- _Records supplied_:
● ● ●

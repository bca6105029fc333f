//! The 3x3 board and its query operations.

use crate::error::BoardParseError;
use crate::{Player, Position, Square};
use schemars::JsonSchema;
use serde::{Deserialize, Serialize};
use tracing::{instrument, trace};

/// 3x3 tic-tac-toe board.
#[derive(Debug, Clone, Copy, PartialEq, Eq, Hash, Default, Serialize, Deserialize, JsonSchema)]
pub struct Board {
    /// Squares in row-major order (0-8).
    squares: [Square; 9],
}

impl Board {
    /// Creates a new empty board.
    pub fn new() -> Self {
        Self {
            squares: [Square::Empty; 9],
        }
    }

    /// Gets the square at the given position.
    pub fn get(&self, pos: Position) -> Square {
        self.squares[pos.to_index()]
    }

    /// Overwrites a square without checks. Search and replay only.
    pub(crate) fn set(&mut self, pos: Position, square: Square) {
        self.squares[pos.to_index()] = square;
    }

    /// Checks if a square is empty.
    pub fn is_empty(&self, pos: Position) -> bool {
        self.get(pos) == Square::Empty
    }

    /// Returns all squares as a slice.
    pub fn squares(&self) -> &[Square; 9] {
        &self.squares
    }

    /// Squares as three rows, for rendering.
    pub fn rows(&self) -> [[Square; 3]; 3] {
        let s = &self.squares;
        [[s[0], s[1], s[2]], [s[3], s[4], s[5]], [s[6], s[7], s[8]]]
    }

    /// All empty positions in row-major order.
    ///
    /// The order is load-bearing: it fixes minimax tie-breaking and the
    /// candidate list for the randomized opening.
    pub fn empty_cells(&self) -> Vec<Position> {
        Position::ALL
            .iter()
            .copied()
            .filter(|pos| self.is_empty(*pos))
            .collect()
    }

    /// Number of empty squares.
    pub fn empty_count(&self) -> usize {
        self.squares.iter().filter(|s| **s == Square::Empty).count()
    }

    /// Number of squares held by `player`.
    pub fn count(&self, player: Player) -> usize {
        self.squares
            .iter()
            .filter(|s| **s == Square::Occupied(player))
            .count()
    }

    /// Checks if the board is full.
    pub fn is_full(&self) -> bool {
        self.empty_count() == 0
    }

    /// Places `player`'s mark if the square is empty.
    ///
    /// Returns false and leaves the board untouched when the square is
    /// already taken.
    #[instrument(level = "trace", skip(self))]
    pub fn set_move(&mut self, pos: Position, player: Player) -> bool {
        if !self.is_empty(pos) {
            trace!(?pos, "Square already occupied");
            return false;
        }
        self.set(pos, Square::Occupied(player));
        true
    }

    /// Returns a copy of the board with `player`'s mark at `pos`.
    ///
    /// Callers must pass an empty square; the search only feeds it
    /// positions from [`Board::empty_cells`].
    pub fn with_move(&self, pos: Position, player: Player) -> Self {
        let mut next = *self;
        next.set(pos, Square::Occupied(player));
        next
    }

    /// Compact row-major text form, e.g. `XX.OO....`.
    pub fn to_compact(&self) -> String {
        self.squares.iter().map(|s| s.symbol()).collect()
    }
}

impl std::str::FromStr for Board {
    type Err = BoardParseError;

    /// Parses the compact form: nine of `X`, `O` and `.` (or `_`/space for
    /// empty), ignoring `/` and `|` row separators.
    fn from_str(s: &str) -> Result<Self, Self::Err> {
        let mut board = Board::new();
        let mut count = 0;
        for c in s.chars().filter(|c| !matches!(c, '/' | '|' | '\n')) {
            let square = match c {
                'X' | 'x' => Square::Occupied(Player::Human),
                'O' | 'o' => Square::Occupied(Player::Machine),
                '.' | '_' | ' ' | '-' => Square::Empty,
                other => return Err(BoardParseError::InvalidCharacter(other)),
            };
            if let Some(pos) = Position::from_index(count) {
                board.set(pos, square);
            }
            count += 1;
        }
        if count != 9 {
            return Err(BoardParseError::WrongLength(count));
        }
        Ok(board)
    }
}

impl std::fmt::Display for Board {
    /// Renders the 3x3 grid with blanks for empty squares.
    fn fmt(&self, f: &mut std::fmt::Formatter<'_>) -> std::fmt::Result {
        for (r, row) in self.rows().iter().enumerate() {
            let cells: Vec<String> = row
                .iter()
                .map(|square| match square {
                    Square::Empty => " ".to_string(),
                    Square::Occupied(p) => p.symbol().to_string(),
                })
                .collect();
            write!(f, " {} ", cells.join(" | "))?;
            if r < 2 {
                write!(f, "\n---+---+---\n")?;
            }
        }
        Ok(())
    }
}

#[cfg(test)]
mod tests {
    use super::*;

    #[test]
    fn test_empty_cells_row_major() {
        let board: Board = "X...O...X".parse().unwrap();
        let empty = board.empty_cells();
        assert_eq!(empty.len(), 6);
        assert_eq!(empty[0], Position::TopCenter);
        assert_eq!(empty[5], Position::BottomCenter);
        assert!(empty.windows(2).all(|w| w[0] < w[1]));
    }

    #[test]
    fn test_set_move_rejects_occupied() {
        let mut board = Board::new();
        assert!(board.set_move(Position::Center, Player::Human));
        let before = board;
        assert!(!board.set_move(Position::Center, Player::Machine));
        assert_eq!(board, before);
        assert_eq!(board.get(Position::Center), Square::Occupied(Player::Human));
    }

    #[test]
    fn test_with_move_leaves_original() {
        let board = Board::new();
        let next = board.with_move(Position::TopLeft, Player::Machine);
        assert!(board.is_empty(Position::TopLeft));
        assert_eq!(next.count(Player::Machine), 1);
    }

    #[test]
    fn test_parse_rejects_bad_input() {
        assert_eq!(
            "XX.OO...".parse::<Board>(),
            Err(BoardParseError::WrongLength(8))
        );
        assert_eq!(
            "XX.OO...Z".parse::<Board>(),
            Err(BoardParseError::InvalidCharacter('Z'))
        );
    }

    #[test]
    fn test_parse_accepts_row_separators() {
        let board: Board = "XX./OO./...".parse().unwrap();
        assert_eq!(board.to_compact(), "XX.OO....");
        assert_eq!(board.count(Player::Human), 2);
        assert_eq!(board.count(Player::Machine), 2);
    }

    #[test]
    fn test_display_grid() {
        let board: Board = "X........".parse().unwrap();
        let text = board.to_string();
        assert!(text.starts_with(" X |   |   "));
        assert_eq!(text.lines().count(), 5);
    }

    #[test]
    fn test_serde_shape() {
        let board: Board = "X...O....".parse().unwrap();
        let json = serde_json::to_string(&board).unwrap();
        let back: Board = serde_json::from_str(&json).unwrap();
        assert_eq!(back, board);

        let schema = serde_json::to_string(&schemars::schema_for!(Board)).unwrap();
        assert!(schema.contains("squares"));
    }
}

● ● ●

- _What is required_: Extract each record, keeping it identical to the original.

- _Completed exercise_:
repository bca6105029fc333f
//! The 3x3 board and its query operations.

use crate::error::BoardParseError;
use crate::{Player, Position, Square};
use schemars::JsonSchema;
use serde::{Deserialize, Serialize};
use tracing::{instrument, trace};

/// 3x3 tic-tac-toe board.
#[derive(Debug, Clone, Copy, PartialEq, Eq, Hash, Default, Serialize, Deserialize, JsonSchema)]
pub struct Board {
    /// Squares in row-major order (0-8).
    squares: [Square; 9],
}

impl Board {
    /// Creates a new empty board.
    pub fn new() -> Self {
        Self {
            squares: [Square::Empty; 9],
        }
    }

    /// Gets the square at the given position.
    pub fn get(&self, pos: Position) -> Square {
        self.squares[pos.to_index()]
    }

    /// Overwrites a square without checks. Search and replay only.
    pub(crate) fn set(&mut self, pos: Position, square: Square) {
        self.squares[pos.to_index()] = square;
    }

    /// Checks if a square is empty.
    pub fn is_empty(&self, pos: Position) -> bool {
        self.get(pos) == Square::Empty
    }

    /// Returns all squares as a slice.
    pub fn squares(&self) -> &[Square; 9] {
        &self.squares
    }

    /// Squares as three rows, for rendering.
    pub fn rows(&self) -> [[Square; 3]; 3] {
        let s = &self.squares;
        [[s[0], s[1], s[2]], [s[3], s[4], s[5]], [s[6], s[7], s[8]]]
    }

    /// All empty positions in row-major order.
    ///
    /// The order is load-bearing: it fixes minimax tie-breaking and the
    /// candidate list for the randomized opening.
    pub fn empty_cells(&self) -> Vec<Position> {
        Position::ALL
            .iter()
            .copied()
            .filter(|pos| self.is_empty(*pos))
            .collect()
    }

    /// Number of empty squares.
    pub fn empty_count(&self) -> usize {
        self.squares.iter().filter(|s| **s == Square::Empty).count()
    }

    /// Number of squares held by `player`.
    pub fn count(&self, player: Player) -> usize {
        self.squares
            .iter()
            .filter(|s| **s == Square::Occupied(player))
            .count()
    }

    /// Checks if the board is full.
    pub fn is_full(&self) -> bool {
        self.empty_count() == 0
    }

    /// Places `player`'s mark if the square is empty.
    ///
    /// Returns false and leaves the board untouched when the square is
    /// already taken.
    #[instrument(level = "trace", skip(self))]
    pub fn set_move(&mut self, pos: Position, player: Player) -> bool {
        if !self.is_empty(pos) {
            trace!(?pos, "Square already occupied");
            return false;
        }
        self.set(pos, Square::Occupied(player));
        true
    }

    /// Returns a copy of the board with `player`'s mark at `pos`.
    ///
    /// Callers must pass an empty square; the search only feeds it
    /// positions from [`Board::empty_cells`].
    pub fn with_move(&self, pos: Position, player: Player) -> Self {
        let mut next = *self;
        next.set(pos, Square::Occupied(player));
        next
    }

    /// Compact row-major text form, e.g. `XX.OO....`.
    pub fn to_compact(&self) -> String {
        self.squares.iter().map(|s| s.symbol()).collect()
    }
}

impl std::str::FromStr for Board {
    type Err = BoardParseError;

    /// Parses the compact form: nine of `X`, `O` and `.` (or `_`/space for
    /// empty), ignoring `/` and `|` row separators.
    fn from_str(s: &str) -> Result<Self, Self::Err> {
        let mut board = Board::new();
        let mut count = 0;
        for c in s.chars().filter(|c| !matches!(c, '/' | '|' | '\n')) {
            let square = match c {
                'X' | 'x' => Square::Occupied(Player::Human),
                'O' | 'o' => Square::Occupied(Player::Machine),
                '.' | '_' | ' ' | '-' => Square::Empty,
                other => return Err(BoardParseError::InvalidCharacter(other)),
            };
            if let Some(pos) = Position::from_index(count) {
                board.set(pos, square);
            }
            count += 1;
        }
        if count != 9 {
            return Err(BoardParseError::WrongLength(count));
        }
        Ok(board)
    }
}

impl std::fmt::Display for Board {
    /// Renders the 3x3 grid with blanks for empty squares.
    fn fmt(&self, f: &mut std::fmt::Formatter<'_>) -> std::fmt::Result {
        for (r, row) in self.rows().iter().enumerate() {
            let cells: Vec<String> = row
                .iter()
                .map(|square| match square {
                    Square::Empty => " ".to_string(),
                    Square::Occupied(p) => p.symbol().to_string(),
                })
                .collect();
            write!(f, " {} ", cells.join(" | "))?;
            if r < 2 {
                write!(f, "\n---+---+---\n")?;
            }
        }
        Ok(())
    }
}

#[cfg(test)]
mod tests {
    use super::*;

    #[test]
    fn test_empty_cells_row_major() {
        let board: Board = "X...O...X".parse().unwrap();
        let empty = board.empty_cells();
        assert_eq!(empty.len(), 6);
        assert_eq!(empty[0], Position::TopCenter);
        assert_eq!(empty[5], Position::BottomCenter);
        assert!(empty.windows(2).all(|w| w[0] < w[1]));
    }

    #[test]
    fn test_set_move_rejects_occupied() {
        let mut board = Board::new();
        assert!(board.set_move(Position::Center, Player::Human));
        let before = board;
        assert!(!board.set_move(Position::Center, Player::Machine));
        assert_eq!(board, before);
        assert_eq!(board.get(Position::Center), Square::Occupied(Player::Human));
    }

    #[test]
    fn test_with_move_leaves_original() {
        let board = Board::new();
        let next = board.with_move(Position::TopLeft, Player::Machine);
        assert!(board.is_empty(Position::TopLeft));
        assert_eq!(next.count(Player::Machine), 1);
    }

    #[test]
    fn test_parse_rejects_bad_input() {
        assert_eq!(
            "XX.OO...".parse::<Board>(),
            Err(BoardParseError::WrongLength(8))
        );
        assert_eq!(
            "XX.OO...Z".parse::<Board>(),
            Err(BoardParseError::InvalidCharacter('Z'))
        );
    }

    #[test]
    fn test_parse_accepts_row_separators() {
        let board: Board = "XX./OO./...".parse().unwrap();
        assert_eq!(board.to_compact(), "XX.OO....");
        assert_eq!(board.count(Player::Human), 2);
        assert_eq!(board.count(Player::Machine), 2);
    }

    #[test]
    fn test_display_grid() {
        let board: Board = "X........".parse().unwrap();
        let text = board.to_string();
        assert!(text.starts_with(" X |   |   "));
        assert_eq!(text.lines().count(), 5);
    }

    #[test]
    fn test_serde_shape() {
        let board: Board = "X...O....".parse().unwrap();
        let json = serde_json::to_string(&board).unwrap();
        let back: Board = serde_json::from_str(&json).unwrap();
        assert_eq!(back, board);

        let schema = serde_json::to_string(&schemars::schema_for!(Board)).unwrap();
        assert!(schema.contains("squares"));
    }
}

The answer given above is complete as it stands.